→ Data provided:
##########

/// Join a bundle path onto `target`, refusing anything that could escape it.
/// No existing component below `target` may be a symlink.
fn destination(target: &Path, rel: &str) -> Result<PathBuf, ApplyError> {
    let rel_path = Path::new(rel);
    if rel.is_empty() || !rel_path.components().all(|c| matches!(c, Component::Normal(_))) {
        return Err(ApplyError::UnsafePath {
            path: rel.to_string(),
            reason: "not a plain relative path".to_string(),
        });
    }
    let dest = target.join(rel_path);
    match symlinked_component(target, rel_path) {
        Ok(None) => Ok(dest),
        Ok(Some(link)) => Err(ApplyError::UnsafePath {
            path: rel.to_string(),
            reason: format!("{} is a symlink", link.display()),
        }),
        Err(source) => Err(ApplyError::Io { path: dest, source }),
    }
}

/// First existing path between `target` (exclusive) and `target/rel` that is
/// a symlink. Stops at the first component that does not exist yet.
fn symlinked_component(target: &Path, rel: &Path) -> std::io::Result<Option<PathBuf>> {
    let mut current = target.to_path_buf();
    for component in rel.components() {
        current.push(component);
        match std::fs::symlink_metadata(&current) {
            Ok(meta) if meta.file_type().is_symlink() => return Ok(Some(current)),
            Ok(_) => {}
            Err(e) if e.kind() == std::io::ErrorKind::NotFound => return Ok(None),
            Err(e) => return Err(e),
        }
    }
    Ok(None)
}

fn write_file(target: &Path, rel: &str, bytes: &[u8]) -> std::io::Result<()> {
    let dest = target.join(rel);
    let parent = dest.parent().unwrap_or(target);

    // the tree may have changed since planning
    if let Some(link) = symlinked_component(target, Path::new(rel))? {
        return Err(std::io::Error::new(
            std::io::ErrorKind::PermissionDenied,
            format!("'{rel}' passes through symlink {}", link.display()),
        ));
    }
    std::fs::create_dir_all(parent)?;

    let mut tmp = tempfile::NamedTempFile::new_in(parent)?;
    tmp.write_all(bytes)?;
    tmp.as_file().sync_all()?;
    tmp.persist(&dest).map_err(|e| e.error)?;
    Ok(())
}

#[cfg(test)]
mod tests {
    use super::*;
    use crate::bundle::{build, BuildOptions};
    use chrono::{TimeZone, Utc};

    fn fixture(dir: &Path) -> Bundle {
        let src = dir.join("src");
        std::fs::create_dir_all(src.join("docs")).unwrap();
        std::fs::write(src.join("spec.yaml"), "spec: 1\n").unwrap();
        std::fs::write(src.join("docs/readme.md"), "# hi\n").unwrap();
        std::fs::write(src.join("docs/notes.txt"), "n\n").unwrap();
        let options = BuildOptions::new(src.join("spec.yaml"), dir.join("out.tar.gz"))
            .with_include("docs")
            .with_created(Utc.with_ymd_and_hms(2026, 7, 1, 0, 0, 0).unwrap());
        build(&options, None).unwrap().bundle
    }

    #[test]
    fn creates_files_then_reports_unchanged() {
        let dir = tempfile::tempdir().unwrap();
        let bundle = fixture(dir.path());
        let target = dir.path().join("target");
        let extractor = Extractor::new(&bundle);

        let report = extractor
            .apply(&target, &ApplyOptions::default(), &mut DeclineAll)
            .unwrap();
        assert_eq!(report.count(ApplyAction::Create), 3);
        assert_eq!(report.applied.len(), 3);
        assert_eq!(
            std::fs::read_to_string(target.join("docs/readme.md")).unwrap(),
            "# hi\n"
        );

        let again = extractor
            .apply(&target, &ApplyOptions::default(), &mut DeclineAll)
            .unwrap();
        assert_eq!(again.count(ApplyAction::Unchanged), 3);
        assert!(again.applied.is_empty());
    }

    #[test]
    fn dry_run_writes_nothing() {
        let dir = tempfile::tempdir().unwrap();
        let bundle = fixture(dir.path());
        let target = dir.path().join("target");
        let options = ApplyOptions {
            dry_run: true,
            ..ApplyOptions::default()
        };
        let report = Extractor::new(&bundle)
            .apply(&target, &options, &mut |_: &str| -> bool { panic!("prompted") })
            .unwrap();
        assert!(report.dry_run);
        assert_eq!(report.count(ApplyAction::Create), 3);
        assert!(!target.exists());
    }

    #[test]
    fn conflicts_ask_unless_forced() {
        let dir = tempfile::tempdir().unwrap();
        let bundle = fixture(dir.path());
        let target = dir.path().join("target");
        std::fs::create_dir_all(&target).unwrap();
        std::fs::write(target.join("spec.yaml"), "local edit\n").unwrap();

        let mut asked = Vec::new();
        let report = Extractor::new(&bundle)
            .apply(&target, &ApplyOptions::default(), &mut |p: &str| {
                asked.push(p.to_string());
                false
            })
            .unwrap();
        assert_eq!(asked, vec!["spec.yaml"]);
        assert_eq!(report.count(ApplyAction::Skip), 1);
        assert_eq!(
            std::fs::read_to_string(target.join("spec.yaml")).unwrap(),
            "local edit\n"
        );

        let forced = ApplyOptions {
            force: true,
            ..ApplyOptions::default()
        };
        let report = Extractor::new(&bundle)
            .apply(&target, &forced, &mut DeclineAll)
            .unwrap();
        assert_eq!(report.applied, vec!["spec.yaml"]);
        assert_eq!(
            std::fs::read_to_string(target.join("spec.yaml")).unwrap(),
            "spec: 1\n"
        );
    }

    #[test]
    fn excludes_apply_before_prompting() {
        let dir = tempfile::tempdir().unwrap();
        let bundle = fixture(dir.path());
        let target = dir.path().join("target");
        std::fs::create_dir_all(target.join("docs")).unwrap();
        std::fs::write(target.join("docs/notes.txt"), "mine\n").unwrap();

        let options = ApplyOptions {
            exclude: vec!["docs/*.txt".into()],
            ..ApplyOptions::default()
        };
        let report = Extractor::new(&bundle)
            .apply(&target, &options, &mut |_: &str| -> bool { panic!("prompted") })
            .unwrap();
        assert_eq!(report.count(ApplyAction::Excluded), 1);
        assert_eq!(
            std::fs::read_to_string(target.join("docs/notes.txt")).unwrap(),
            "mine\n"
        );
    }

    #[test]
    fn bad_pattern_is_rejected() {
        let dir = tempfile::tempdir().unwrap();
        let bundle = fixture(dir.path());
        let options = ApplyOptions {
            exclude: vec!["[".into()],
            ..ApplyOptions::default()
        };
        let err = Extractor::new(&bundle)
            .plan(&dir.path().join("t"), &options)
            .unwrap_err();
        assert!(matches!(err, ApplyError::InvalidPattern { .. }));
    }

    #[test]
    fn write_failure_reports_applied_files() {
        let dir = tempfile::tempdir().unwrap();
        let bundle = fixture(dir.path());
        let target = dir.path().join("target");
        // a directory where spec.yaml should go; it sorts after docs/
        std::fs::create_dir_all(target.join("spec.yaml")).unwrap();

        let options = ApplyOptions {
            force: true,
            ..ApplyOptions::default()
        };
        let err = Extractor::new(&bundle)
            .apply(&target, &options, &mut DeclineAll)
            .unwrap_err();
        match err {
            ApplyError::WriteFailed { path, applied, .. } => {
                assert_eq!(path, "spec.yaml");
                assert_eq!(applied, vec!["docs/notes.txt", "docs/readme.md"]);
            }
            other => panic!("unexpected error: {other}"),
        }
        assert!(target.join("docs/readme.md").is_file());
    }

    #[cfg(unix)]
    #[test]
    fn symlinked_directory_is_refused_before_writing() {
        let dir = tempfile::tempdir().unwrap();
        let bundle = fixture(dir.path());
        let target = dir.path().join("target");
        let outside = dir.path().join("outside");
        std::fs::create_dir_all(&target).unwrap();
        std::fs::create_dir_all(&outside).unwrap();
        std::fs::write(outside.join("readme.md"), "theirs\n").unwrap();
        std::os::unix::fs::symlink(&outside, target.join("docs")).unwrap();

        let options = ApplyOptions {
            force: true,
            ..ApplyOptions::default()
        };
        let err = Extractor::new(&bundle)
            .apply(&target, &options, &mut DeclineAll)
            .unwrap_err();
        assert!(
            matches!(err, ApplyError::UnsafePath { ref path, .. } if path.starts_with("docs/"))
        );
        assert_eq!(
            std::fs::read_to_string(outside.join("readme.md")).unwrap(),
            "theirs\n"
        );
        assert_eq!(std::fs::read_dir(&outside).unwrap().count(), 1);
        assert!(!target.join("spec.yaml").exists(), "nothing is written");
    }

    #[cfg(unix)]
    #[test]
    fn symlinked_file_is_refused() {
        let dir = tempfile::tempdir().unwrap();
        let bundle = fixture(dir.path());
        let target = dir.path().join("target");
        std::fs::create_dir_all(&target).unwrap();
        std::os::unix::fs::symlink(dir.path().join("elsewhere"), target.join("spec.yaml")).unwrap();

        let err = Extractor::new(&bundle)
            .plan(&target, &ApplyOptions::default())
            .unwrap_err();
        assert!(matches!(err, ApplyError::UnsafePath { .. }));
    }

    #[test]
    fn destination_rejects_traversal() {
        let target = Path::new("/tmp/t");
        assert!(destination(target, "../etc/passwd").is_err());
        assert!(destination(target, "/abs").is_err());
        assert!(destination(target, "a/./b").is_ok());
        assert!(destination(target, "a/b").is_ok());
    }
}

##########

→ Your assignment: Show every line of the data that includes the string "existing".

→ Response to the exercise:
/// No existing component below `target` may be a symlink.
/// First existing path between `target` (exclusive) and `target/rel` that is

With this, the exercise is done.